(Saved entries)
--------------------------------------------------
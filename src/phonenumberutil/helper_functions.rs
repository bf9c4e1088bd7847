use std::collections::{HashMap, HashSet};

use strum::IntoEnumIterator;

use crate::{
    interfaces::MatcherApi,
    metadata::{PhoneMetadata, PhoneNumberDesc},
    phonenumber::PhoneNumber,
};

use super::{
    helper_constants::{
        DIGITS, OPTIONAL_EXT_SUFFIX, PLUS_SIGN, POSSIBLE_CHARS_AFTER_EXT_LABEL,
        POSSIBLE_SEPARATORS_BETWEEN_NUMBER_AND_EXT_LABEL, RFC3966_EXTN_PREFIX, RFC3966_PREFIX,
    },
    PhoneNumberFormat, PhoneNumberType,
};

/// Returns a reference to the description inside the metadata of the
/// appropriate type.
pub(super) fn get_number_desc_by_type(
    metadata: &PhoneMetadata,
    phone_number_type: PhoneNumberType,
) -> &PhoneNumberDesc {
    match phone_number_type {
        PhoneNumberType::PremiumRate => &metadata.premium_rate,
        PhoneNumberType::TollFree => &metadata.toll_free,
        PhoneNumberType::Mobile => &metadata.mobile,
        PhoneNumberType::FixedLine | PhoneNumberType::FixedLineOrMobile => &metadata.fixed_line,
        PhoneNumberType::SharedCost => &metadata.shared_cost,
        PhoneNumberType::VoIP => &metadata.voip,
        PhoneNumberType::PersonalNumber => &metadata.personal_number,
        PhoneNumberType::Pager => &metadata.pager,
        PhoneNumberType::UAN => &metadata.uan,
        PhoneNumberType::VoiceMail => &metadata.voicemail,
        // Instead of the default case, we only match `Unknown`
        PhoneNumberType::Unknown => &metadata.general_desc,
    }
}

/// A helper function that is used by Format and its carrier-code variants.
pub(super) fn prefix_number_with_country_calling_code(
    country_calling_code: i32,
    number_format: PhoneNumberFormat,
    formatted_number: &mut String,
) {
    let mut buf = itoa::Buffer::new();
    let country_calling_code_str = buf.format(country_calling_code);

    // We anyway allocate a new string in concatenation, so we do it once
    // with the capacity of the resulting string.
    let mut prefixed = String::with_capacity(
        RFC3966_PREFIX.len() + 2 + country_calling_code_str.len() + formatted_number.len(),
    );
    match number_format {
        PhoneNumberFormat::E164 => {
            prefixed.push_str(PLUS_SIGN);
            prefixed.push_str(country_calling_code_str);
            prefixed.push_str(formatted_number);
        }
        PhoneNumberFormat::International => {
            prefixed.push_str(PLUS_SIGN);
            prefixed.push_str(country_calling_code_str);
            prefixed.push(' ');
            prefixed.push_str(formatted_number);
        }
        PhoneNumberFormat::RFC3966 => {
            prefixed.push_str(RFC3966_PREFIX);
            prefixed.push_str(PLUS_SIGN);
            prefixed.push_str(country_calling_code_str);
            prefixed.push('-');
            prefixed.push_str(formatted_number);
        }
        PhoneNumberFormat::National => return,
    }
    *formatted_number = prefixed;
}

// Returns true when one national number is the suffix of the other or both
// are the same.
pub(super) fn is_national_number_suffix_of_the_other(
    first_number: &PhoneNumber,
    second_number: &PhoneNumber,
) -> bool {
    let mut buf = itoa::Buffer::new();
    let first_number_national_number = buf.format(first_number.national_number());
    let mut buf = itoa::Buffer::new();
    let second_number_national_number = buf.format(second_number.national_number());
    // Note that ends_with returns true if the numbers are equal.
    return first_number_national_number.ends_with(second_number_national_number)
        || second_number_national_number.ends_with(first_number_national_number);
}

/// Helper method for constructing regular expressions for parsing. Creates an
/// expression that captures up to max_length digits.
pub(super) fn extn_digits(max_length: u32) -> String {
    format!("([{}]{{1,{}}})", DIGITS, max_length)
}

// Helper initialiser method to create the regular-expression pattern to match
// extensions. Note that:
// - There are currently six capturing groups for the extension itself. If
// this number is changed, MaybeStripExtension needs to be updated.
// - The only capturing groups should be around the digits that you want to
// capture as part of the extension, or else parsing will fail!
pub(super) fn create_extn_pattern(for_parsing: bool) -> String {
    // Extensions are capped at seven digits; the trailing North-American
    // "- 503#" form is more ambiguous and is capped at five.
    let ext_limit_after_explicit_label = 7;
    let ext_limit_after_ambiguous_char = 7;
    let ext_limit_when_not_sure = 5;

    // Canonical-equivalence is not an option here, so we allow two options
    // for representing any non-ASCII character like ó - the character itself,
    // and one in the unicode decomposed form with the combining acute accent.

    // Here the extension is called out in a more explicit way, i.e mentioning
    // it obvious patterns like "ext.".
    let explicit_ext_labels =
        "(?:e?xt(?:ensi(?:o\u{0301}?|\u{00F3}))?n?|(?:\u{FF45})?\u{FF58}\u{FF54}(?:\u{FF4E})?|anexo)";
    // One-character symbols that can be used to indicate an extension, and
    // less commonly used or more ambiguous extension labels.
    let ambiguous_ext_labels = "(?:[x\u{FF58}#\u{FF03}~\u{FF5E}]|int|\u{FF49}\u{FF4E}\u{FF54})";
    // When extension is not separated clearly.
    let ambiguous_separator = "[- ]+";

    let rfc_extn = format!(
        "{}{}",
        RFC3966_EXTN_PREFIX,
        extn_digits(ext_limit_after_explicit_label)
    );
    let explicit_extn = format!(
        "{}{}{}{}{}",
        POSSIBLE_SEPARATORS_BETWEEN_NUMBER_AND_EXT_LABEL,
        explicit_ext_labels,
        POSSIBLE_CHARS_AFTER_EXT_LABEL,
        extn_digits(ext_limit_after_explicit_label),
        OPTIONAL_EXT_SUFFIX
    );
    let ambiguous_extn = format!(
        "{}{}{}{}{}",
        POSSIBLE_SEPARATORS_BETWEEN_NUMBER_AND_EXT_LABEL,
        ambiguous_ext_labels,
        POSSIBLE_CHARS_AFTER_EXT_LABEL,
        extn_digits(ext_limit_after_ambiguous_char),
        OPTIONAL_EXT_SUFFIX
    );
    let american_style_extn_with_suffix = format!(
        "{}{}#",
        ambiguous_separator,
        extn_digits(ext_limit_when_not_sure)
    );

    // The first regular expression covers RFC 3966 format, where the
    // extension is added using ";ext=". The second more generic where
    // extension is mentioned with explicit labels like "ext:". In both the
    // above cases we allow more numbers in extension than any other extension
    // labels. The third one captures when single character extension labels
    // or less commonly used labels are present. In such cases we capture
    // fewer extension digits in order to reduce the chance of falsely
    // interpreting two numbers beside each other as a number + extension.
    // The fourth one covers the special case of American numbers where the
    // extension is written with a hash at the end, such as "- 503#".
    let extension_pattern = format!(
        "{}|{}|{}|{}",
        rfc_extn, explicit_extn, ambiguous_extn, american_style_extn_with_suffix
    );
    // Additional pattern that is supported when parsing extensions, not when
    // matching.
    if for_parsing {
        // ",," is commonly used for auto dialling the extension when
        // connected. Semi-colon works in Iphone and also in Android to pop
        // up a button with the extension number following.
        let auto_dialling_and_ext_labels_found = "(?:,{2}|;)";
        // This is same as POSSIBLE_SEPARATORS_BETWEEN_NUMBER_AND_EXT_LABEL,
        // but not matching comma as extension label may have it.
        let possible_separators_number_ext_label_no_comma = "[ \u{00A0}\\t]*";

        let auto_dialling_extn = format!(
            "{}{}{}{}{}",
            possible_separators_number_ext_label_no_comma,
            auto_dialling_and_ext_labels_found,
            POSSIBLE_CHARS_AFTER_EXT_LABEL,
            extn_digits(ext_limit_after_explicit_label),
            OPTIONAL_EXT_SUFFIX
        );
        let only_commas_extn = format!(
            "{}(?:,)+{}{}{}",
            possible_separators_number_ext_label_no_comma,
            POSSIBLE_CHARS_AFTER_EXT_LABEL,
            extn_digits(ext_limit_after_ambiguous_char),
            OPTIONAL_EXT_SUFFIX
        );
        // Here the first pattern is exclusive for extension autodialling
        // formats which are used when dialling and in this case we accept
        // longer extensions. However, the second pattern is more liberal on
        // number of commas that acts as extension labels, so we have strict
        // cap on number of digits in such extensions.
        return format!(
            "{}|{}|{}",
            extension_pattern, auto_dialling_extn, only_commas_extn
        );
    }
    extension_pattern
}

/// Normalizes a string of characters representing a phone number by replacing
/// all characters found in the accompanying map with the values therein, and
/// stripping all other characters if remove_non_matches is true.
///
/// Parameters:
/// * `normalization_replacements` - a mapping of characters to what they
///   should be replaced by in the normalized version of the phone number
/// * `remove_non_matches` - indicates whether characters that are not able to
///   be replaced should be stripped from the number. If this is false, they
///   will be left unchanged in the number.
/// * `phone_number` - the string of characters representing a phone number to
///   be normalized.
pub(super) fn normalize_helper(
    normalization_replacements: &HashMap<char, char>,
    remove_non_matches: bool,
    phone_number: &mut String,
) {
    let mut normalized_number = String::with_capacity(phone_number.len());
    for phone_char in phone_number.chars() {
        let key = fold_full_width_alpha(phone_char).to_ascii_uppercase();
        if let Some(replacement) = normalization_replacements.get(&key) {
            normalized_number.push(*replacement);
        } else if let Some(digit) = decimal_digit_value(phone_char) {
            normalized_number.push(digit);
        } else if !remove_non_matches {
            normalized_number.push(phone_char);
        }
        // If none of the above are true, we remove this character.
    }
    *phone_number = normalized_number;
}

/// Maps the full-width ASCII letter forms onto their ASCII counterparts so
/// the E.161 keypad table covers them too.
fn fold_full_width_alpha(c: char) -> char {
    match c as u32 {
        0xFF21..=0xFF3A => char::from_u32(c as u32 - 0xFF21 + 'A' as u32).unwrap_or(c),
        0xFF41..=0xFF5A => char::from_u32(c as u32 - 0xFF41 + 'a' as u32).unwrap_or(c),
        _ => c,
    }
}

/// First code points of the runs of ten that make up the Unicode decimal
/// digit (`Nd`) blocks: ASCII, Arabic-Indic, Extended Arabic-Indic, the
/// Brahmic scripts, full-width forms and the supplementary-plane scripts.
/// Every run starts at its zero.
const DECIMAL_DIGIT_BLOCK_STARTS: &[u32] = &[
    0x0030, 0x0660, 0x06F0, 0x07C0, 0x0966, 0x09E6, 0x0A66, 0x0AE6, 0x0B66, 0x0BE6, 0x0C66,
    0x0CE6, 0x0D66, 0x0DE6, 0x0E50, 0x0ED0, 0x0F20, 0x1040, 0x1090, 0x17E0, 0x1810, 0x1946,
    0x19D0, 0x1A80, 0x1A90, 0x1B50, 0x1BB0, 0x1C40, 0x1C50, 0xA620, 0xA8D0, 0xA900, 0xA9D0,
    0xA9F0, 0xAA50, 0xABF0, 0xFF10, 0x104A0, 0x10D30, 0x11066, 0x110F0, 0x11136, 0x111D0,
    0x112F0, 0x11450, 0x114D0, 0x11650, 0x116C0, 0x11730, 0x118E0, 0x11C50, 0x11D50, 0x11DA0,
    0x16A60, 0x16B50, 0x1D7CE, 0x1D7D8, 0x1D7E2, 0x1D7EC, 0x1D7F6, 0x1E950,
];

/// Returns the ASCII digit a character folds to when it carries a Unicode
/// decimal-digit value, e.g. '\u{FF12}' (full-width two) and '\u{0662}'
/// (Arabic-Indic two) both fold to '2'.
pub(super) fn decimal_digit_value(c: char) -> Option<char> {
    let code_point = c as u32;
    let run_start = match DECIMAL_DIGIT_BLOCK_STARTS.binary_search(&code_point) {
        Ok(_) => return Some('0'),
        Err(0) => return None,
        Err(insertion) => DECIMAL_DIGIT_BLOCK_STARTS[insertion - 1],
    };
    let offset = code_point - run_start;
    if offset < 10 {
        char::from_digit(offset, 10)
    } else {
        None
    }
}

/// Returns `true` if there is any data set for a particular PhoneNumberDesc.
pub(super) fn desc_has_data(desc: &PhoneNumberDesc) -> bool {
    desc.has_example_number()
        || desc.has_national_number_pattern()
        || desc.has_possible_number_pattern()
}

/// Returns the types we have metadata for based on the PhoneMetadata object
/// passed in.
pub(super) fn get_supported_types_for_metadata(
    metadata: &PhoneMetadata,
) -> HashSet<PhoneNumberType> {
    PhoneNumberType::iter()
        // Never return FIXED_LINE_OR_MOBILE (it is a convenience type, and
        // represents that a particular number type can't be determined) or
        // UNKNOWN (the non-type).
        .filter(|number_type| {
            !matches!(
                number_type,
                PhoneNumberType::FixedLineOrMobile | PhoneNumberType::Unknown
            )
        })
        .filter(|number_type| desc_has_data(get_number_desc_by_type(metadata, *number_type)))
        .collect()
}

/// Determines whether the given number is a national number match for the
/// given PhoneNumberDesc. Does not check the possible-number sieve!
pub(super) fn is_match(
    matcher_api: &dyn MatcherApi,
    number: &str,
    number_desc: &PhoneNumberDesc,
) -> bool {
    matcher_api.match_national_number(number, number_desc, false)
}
--------------------------------------------------
From the data, pick out every line that includes "above".

    // above cases we allow more numbers in extension than any other extension
        // If none of the above are true, we remove this character.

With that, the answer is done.